Mehr Konsum für ein gutes Leben bietet Chancen für Investoren
Historisch gesehen besteht ein großer Teil des Warenkorbs in Indien aus Gütern des täglichen Bedarfs. Ein steigendes verfügbares Einkommen wird den Konsum stärker unter anderem in Richtung Luxusprodukte, Reisen, Gastronomie, Gesundheitsvorsorge, Körperpflege und Unterhaltung verschieben. Aus unserer Sicht gibt es in diesen Segmenten gut geführte Unternehmen mit langfristigem Wachstumspotenzial.
Luxusgüter: Es gibt zunehmend Anzeichen dafür, dass die indischen Verbraucher mehr für Luxusprodukte ausgeben. Ein Hauptnutznießer dieses Trends dürfte der Schmucksektor sein. Gold hat für die Inder eine hohe Bedeutung; das Land ist der zweitgrößte Importeur weltweit. Wahrscheinlich werden die Inder im Zuge des steigenden Wohlstands auch verstärkt Diamantschmuck nachfragen. Das würde die Gewinnspannen der Einzelhändler erhöhen.
Reisen: Immer mehr Inder reisen in- und außerhalb des Landes. Die Investitionen in die Infrastruktur – vor einem Jahrzehnt gab es noch rund 70 Städte mit Flughäfen, 2025 werden es wohl mehr als 200 sein – machen es den Menschen leichter, innerhalb Indiens zu reisen. Dadurch werden zahlreiche Unternehmen entstehen, von Online-Reisebüros bis hin zu Hotelbetrieben. Die Hotelinfrastruktur in Indien ist derzeit begrenzt. Im Jahr 2022 gab es im Land 160.000 Zimmer gegenüber 4,7 Millionen in China. Das spricht für erhebliches Wachstumspotenzial.
Nahrungsmittel: Der Nahrungsmittelverbrauch machte im Jahr 2019 ein Viertel des indischen BIP aus. 90 Prozent davon entfielen auf selbst zubereitete Mahlzeiten. Wir erwarten ein stetiges Wachstum der Branche Restaurants und Essenslieferungen, angetrieben durch sozioökonomische Faktoren wie zunehmende Urbanisierung, mehr berufstätige Frauen und höhere verfügbare Einkommen sowie die Digitalisierung.
Gesundheitswesen: Indiens Gesundheitsbranche wuchs in den vergangenen fünf Jahren mit durchschnittlich 12 bis 14 Prozent pro Jahr.

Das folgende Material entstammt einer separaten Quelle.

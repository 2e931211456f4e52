//! Assertion evaluation.
//!
//! Applies a condition to a resolved actual/expected pair. Evaluation never
//! fails: bad patterns, unparsable JSON and unknown conditions all come back
//! as a failed [`AssertionResult`] with a message.

use crate::plan::PlanIndex;
use crate::reference::{Reference, ReferenceError, Resolved, Side};
use crate::schema::AssertionSpec;
use serde::Serialize;
use serde_json::Value;
use std::collections::BTreeMap;

/// Outcome of one assertion.
#[derive(Debug, Clone, PartialEq, Eq, Serialize)]
pub struct AssertionResult {
    pub name: String,
    pub passed: bool,
    #[serde(skip_serializing_if = "Option::is_none")]
    pub message: Option<String>,
}

impl AssertionResult {
    pub fn pass(name: &str) -> Self {
        Self {
            name: name.to_string(),
            passed: true,
            message: None,
        }
    }

    pub fn fail(name: &str, message: impl Into<String>) -> Self {
        Self {
            name: name.to_string(),
            passed: false,
            message: Some(message.into()),
        }
    }
}

/// The supported comparison conditions.
#[derive(Debug, Clone, PartialEq, Eq)]
pub enum Condition {
    Equals,
    Contains,
    Matches,
    JsonEquals,
    Unknown(String),
}

impl Condition {
    /// Case-insensitive; anything unrecognized is kept as [`Condition::Unknown`].
    pub fn parse(s: &str) -> Self {
        match s.to_ascii_lowercase().as_str() {
            "equals" => Condition::Equals,
            "contains" => Condition::Contains,
            "matches" => Condition::Matches,
            "json_equals" => Condition::JsonEquals,
            _ => Condition::Unknown(s.to_string()),
        }
    }
}

/// An assertion with both tokens parsed and its condition recognized.
///
/// Built before any sandbox exists, so `validate` and the runner agree on
/// what each token means.
#[derive(Debug, Clone)]
pub struct Assertion {
    pub name: String,
    pub actual: Reference,
    pub expected: Reference,
    pub condition: Condition,
    /// Tokens that parse but can never match a plan entry.
    pub warnings: Vec<ReferenceError>,
}

impl Assertion {
    pub fn from_spec(spec: &AssertionSpec) -> Self {
        let warnings = [(&spec.actual, Side::Actual), (&spec.expected, Side::Expected)]
            .into_iter()
            .filter_map(|(token, side)| Reference::lint(token, side).err())
            .collect();
        Self {
            name: spec.name.clone(),
            actual: Reference::parse(&spec.actual, Side::Actual),
            expected: Reference::parse(&spec.expected, Side::Expected),
            condition: Condition::parse(&spec.condition),
            warnings,
        }
    }

    /// Problems that make this assertion fail whatever the plan holds.
    pub fn problems(&self) -> Vec<String> {
        match &self.condition {
            Condition::Unknown(other) => vec![format!("unknown condition {other:?}")],
            _ => Vec::new(),
        }
    }

    /// Resolve both sides against `plan` and evaluate.
    pub fn check(&self, plan: &PlanIndex, vars: &BTreeMap<String, String>) -> AssertionResult {
        evaluate(
            &self.name,
            &self.condition,
            &self.actual.resolve(plan, vars),
            &self.expected.resolve(plan, vars),
        )
    }
}

/// Evaluate `condition` over the resolved pair.
pub fn evaluate(
    name: &str,
    condition: &Condition,
    actual: &Resolved,
    expected: &Resolved,
) -> AssertionResult {
    let act = actual.render();
    let exp = expected.render();

    let result = match condition {
        Condition::Equals => {
            if act == exp {
                return AssertionResult::pass(name);
            }
            AssertionResult::fail(name, format!("expected {exp:?}, got {act:?}"))
        }
        Condition::Contains => {
            if act.contains(&exp) {
                return AssertionResult::pass(name);
            }
            AssertionResult::fail(name, format!("{act:?} does not contain {exp:?}"))
        }
        Condition::Matches => match regex::Regex::new(&exp) {
            Err(e) => return AssertionResult::fail(name, format!("invalid regex {exp:?}: {e}")),
            Ok(re) if re.is_match(&act) => return AssertionResult::pass(name),
            Ok(_) => AssertionResult::fail(name, format!("{act:?} does not match {exp:?}")),
        },
        Condition::JsonEquals => {
            let parsed_actual = match serde_json::from_str::<Value>(&act) {
                Ok(v) => v,
                Err(e) => {
                    return with_missing(
                        AssertionResult::fail(name, format!("actual is not valid JSON ({e}): {act:?}")),
                        actual,
                        expected,
                    );
                }
            };
            let parsed_expected = match serde_json::from_str::<Value>(&exp) {
                Ok(v) => v,
                Err(e) => {
                    return with_missing(
                        AssertionResult::fail(name, format!("expected is not valid JSON ({e}): {exp:?}")),
                        actual,
                        expected,
                    );
                }
            };
            if json_equal(&parsed_actual, &parsed_expected) {
                return AssertionResult::pass(name);
            }
            AssertionResult::fail(
                name,
                format!("JSON structures differ: expected {parsed_expected}, got {parsed_actual}"),
            )
        }
        Condition::Unknown(other) => {
            return AssertionResult::fail(name, format!("unknown condition {other:?}"));
        }
    };

    with_missing(result, actual, expected)
}

/// Structural equality where numbers compare by value, so `1`, `1.0` and
/// `1e0` are the same.
fn json_equal(a: &Value, b: &Value) -> bool {
    match (a, b) {
        (Value::Number(x), Value::Number(y)) => x == y || x.as_f64() == y.as_f64(),
        (Value::Array(xs), Value::Array(ys)) => {
            xs.len() == ys.len() && xs.iter().zip(ys).all(|(x, y)| json_equal(x, y))
        }
        (Value::Object(xs), Value::Object(ys)) => {
            xs.len() == ys.len()
                && xs
                    .iter()
                    .all(|(key, x)| ys.get(key).is_some_and(|y| json_equal(x, y)))
        }
        _ => a == b,
    }
}

/// Point at references that resolved to nothing, so a `<nil>` in the message
/// is not mistaken for a literal.
fn with_missing(mut result: AssertionResult, actual: &Resolved, expected: &Resolved) -> AssertionResult {
    let missing: Vec<&str> = [actual, expected]
        .into_iter()
        .filter_map(Resolved::missing_reference)
        .collect();
    if let Some(message) = result.message.as_mut()
        && !missing.is_empty()
    {
        message.push_str(&format!(" ({} not found in plan)", missing.join(", ")));
    }
    result
}
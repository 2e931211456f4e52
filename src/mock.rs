//! Mock resource injection.
//!
//! Each mock becomes a generated `.tf` file in the sandboxed module holding a
//! resource block with the literal attribute values, and an output named
//! `<type>_<name>_attrs` that re-exports those attributes.

use crate::error::MockInjectionError;
use crate::schema::MockSpec;
use std::collections::HashMap;
use std::fmt::Write as _;
use std::path::{Path, PathBuf};

/// Prefix of every generated mock file.
pub const MOCK_FILE_PREFIX: &str = "infratest_mock_";

/// A mock whose identifier has been split and checked.
#[derive(Debug)]
struct ValidatedMock<'a> {
    resource_type: &'a str,
    name: &'a str,
    spec: &'a MockSpec,
}

/// Split `<type>.<name>`. Exactly one separator, both parts identifiers.
pub fn parse_resource_id(resource: &str) -> Result<(&str, &str), MockInjectionError> {
    match resource.split_once('.') {
        Some((resource_type, name)) if is_identifier(resource_type) && is_identifier(name) => {
            Ok((resource_type, name))
        }
        _ => Err(MockInjectionError::InvalidResourceId(resource.to_string())),
    }
}

/// Output that re-exports a mock's attributes.
pub fn output_key(resource_type: &str, name: &str) -> String {
    format!("{resource_type}_{name}_attrs")
}

/// File a mock is written to. The `.` cannot occur in either identifier, so
/// distinct mocks never share a file.
pub fn mock_file_name(resource_type: &str, name: &str) -> String {
    format!("{MOCK_FILE_PREFIX}{resource_type}.{name}.tf")
}

/// Check every mock without touching the filesystem.
pub fn validate_mocks(mocks: &[MockSpec]) -> Result<(), MockInjectionError> {
    validated(mocks).map(|_| ())
}

fn validated(mocks: &[MockSpec]) -> Result<Vec<ValidatedMock<'_>>, MockInjectionError> {
    let mut output_keys: HashMap<String, &str> = HashMap::new();
    mocks
        .iter()
        .map(|spec| {
            let (resource_type, name) = parse_resource_id(&spec.resource)?;
            let output = output_key(resource_type, name);
            match output_keys.insert(output.clone(), &spec.resource) {
                Some(first) if first == spec.resource => {
                    return Err(MockInjectionError::Duplicate(spec.resource.clone()));
                }
                Some(first) => {
                    return Err(MockInjectionError::OutputCollision {
                        first: first.to_string(),
                        second: spec.resource.clone(),
                        output,
                    });
                }
                None => {}
            }
            if let Some(attribute) = spec.attributes.keys().find(|k| !is_identifier(k)) {
                return Err(MockInjectionError::InvalidAttributeName {
                    resource: spec.resource.clone(),
                    attribute: attribute.clone(),
                });
            }
            Ok(ValidatedMock {
                resource_type,
                name,
                spec,
            })
        })
        .collect()
}

/// Write one definitions file per mock into `module_dir`.
///
/// All mocks are validated first, so a malformed identifier writes nothing.
pub fn inject_mocks(module_dir: &Path, mocks: &[MockSpec]) -> Result<Vec<PathBuf>, MockInjectionError> {
    let mocks = validated(mocks)?;
    let mut written = Vec::with_capacity(mocks.len());

    for mock in mocks {
        let path = module_dir.join(mock_file_name(mock.resource_type, mock.name));
        std::fs::write(&path, render_mock(&mock))
            .map_err(|source| MockInjectionError::Write { path: path.clone(), source })?;
        log::debug!("injected mock {} -> {}", mock.spec.resource, path.display());
        written.push(path);
    }

    Ok(written)
}

fn render_mock(mock: &ValidatedMock<'_>) -> String {
    let ValidatedMock {
        resource_type,
        name,
        spec,
    } = mock;
    let mut out = String::new();

    let _ = writeln!(out, "resource \"{resource_type}\" \"{name}\" {{");
    for (attr, value) in &spec.attributes {
        let _ = writeln!(out, "  {attr} = \"{}\"", escape_hcl(value));
    }
    out.push_str("}\n\n");

    let _ = writeln!(out, "output \"{}\" {{", output_key(resource_type, name));
    out.push_str("  value = {\n");
    for attr in spec.attributes.keys() {
        let _ = writeln!(out, "    {attr} = {resource_type}.{name}.{attr}");
    }
    out.push_str("  }\n}\n");
    out
}

/// Escape a value for use inside an HCL quoted string.
pub fn escape_hcl(value: &str) -> String {
    let mut escaped = String::with_capacity(value.len());
    let mut chars = value.chars().peekable();
    while let Some(c) = chars.next() {
        match c {
            '\\' => escaped.push_str("\\\\"),
            '"' => escaped.push_str("\\\""),
            '\n' => escaped.push_str("\\n"),
            '\r' => escaped.push_str("\\r"),
            '\t' => escaped.push_str("\\t"),
            // `${` and `%{` open template sequences; doubling the sigil makes them literal.
            '$' | '%' if chars.peek() == Some(&'{') => {
                escaped.push(c);
                escaped.push(c);
            }
            other => escaped.push(other),
        }
    }
    escaped
}

fn is_identifier(s: &str) -> bool {
    let mut chars = s.chars();
    matches!(chars.next(), Some(c) if c.is_ascii_alphabetic() || c == '_')
        && chars.all(|c| c.is_ascii_alphanumeric() || c == '_' || c == '-')
}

Im weltweiten Vergleich ist sie aber noch unterentwickelt. Neben den traditionellen Krankenhaus- und Apothekendiensten kann digitale Gesundheit ein interessanter Bereich sein: Die Smartphone- Durchdringung ist hoch, 75 Prozent der Bevölkerung leben außerhalb der städtischen Zentren und die Corona-Pandemie hat die Akzeptanz gestärkt.
„Wir sind der Meinung, dass vor dem Hintergrund der Wachstumsbeschleunigung und dem steigenden Wohlstand der indischen Haushalte gut geführte Unternehmen Marktanteile gewinnen und ihre Effizienz verbessern können“, schließt Heugh seine Marktbetrachtung. (DFPA/abg)
Morgan Stanley ist ein US-amerikanisches Investmentbanking- und Wertpapierhandelsunternehmen mit Hauptsitz in New York. Das Unternehmen Morgan Stanley Investment Management beschäftigt zusammen mit den mit ihr verbundenen Anlageberatungsunternehmen weltweit mehr als 1400 Anlageexperten und verwaltet oder betreut Vermögenswerte in Höhe von USD 1. 5 Billionen (Stand: 31. März 2024).